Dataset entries
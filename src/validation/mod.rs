/*!
 * Validation of generated Python code.
 *
 * Checks run on a single assembled text:
 * - Syntax: parse errors, indentation, undefined names, imports, unsafe calls
 * - Logic: unreachable code, endless loops, missing returns, suspicious literals
 * - Suggestions: non-blocking style, performance and hygiene advice
 *
 * # Architecture
 *
 * - `scope`: lexical scope analysis for undefined names
 * - `syntax`: the syntax pass and its error suggestions
 * - `logic`: heuristic logic warnings
 * - `suggestions`: improvement hints
 * - `result_cache`: bounded cache of validation results
 * - `service`: the [`Validator`] tying the passes together
 */

use serde::Serialize;

pub mod logic;
pub mod result_cache;
pub mod scope;
pub mod service;
pub mod suggestions;
pub mod syntax;

pub use service::Validator;

/// Outcome of a validation call
///
/// Errors make the code invalid; warnings never do. `line_numbers` holds the
/// lines of those errors that point at a specific line, in error order.
#[derive(Debug, Clone, Default, PartialEq, Serialize)]
pub struct ValidationResult {
    pub errors: Vec<String>,
    pub warnings: Vec<String>,
    pub line_numbers: Vec<usize>,
    pub suggestions: Vec<String>,
}

impl ValidationResult {
    pub fn new() -> Self {
        Self::default()
    }

    pub fn is_valid(&self) -> bool {
        self.errors.is_empty()
    }

    pub fn add_error(&mut self, message: impl Into<String>, line: Option<usize>) {
        self.errors.push(message.into());
        if let Some(line) = line {
            self.line_numbers.push(line);
        }
    }

    pub fn add_warning(&mut self, message: impl Into<String>) {
        self.warnings.push(message.into());
    }

    pub fn add_suggestion(&mut self, suggestion: impl Into<String>) {
        let suggestion = suggestion.into();
        if !self.suggestions.contains(&suggestion) {
            self.suggestions.push(suggestion);
        }
    }

    /// Appends everything from `other`, skipping duplicate messages
    pub fn merge(&mut self, other: ValidationResult) {
        for error in other.errors {
            if !self.errors.contains(&error) {
                self.errors.push(error);
            }
        }
        for line in other.line_numbers {
            if !self.line_numbers.contains(&line) {
                self.line_numbers.push(line);
            }
        }
        for warning in other.warnings {
            if !self.warnings.contains(&warning) {
                self.warnings.push(warning);
            }
        }
        for suggestion in other.suggestions {
            self.add_suggestion(suggestion);
        }
    }

    /// First `n` error messages, used as repair context
    pub fn top_errors(&self, n: usize) -> Vec<String> {
        self.errors.iter().take(n).cloned().collect()
    }
}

§ **Task goal**
The answer must consist of each line from the entries that contains the string "usize".

§ **Final answer**
    pub line_numbers: Vec<usize>,
    pub fn add_error(&mut self, message: impl Into<String>, line: Option<usize>) {
    pub fn top_errors(&self, n: usize) -> Vec<String> {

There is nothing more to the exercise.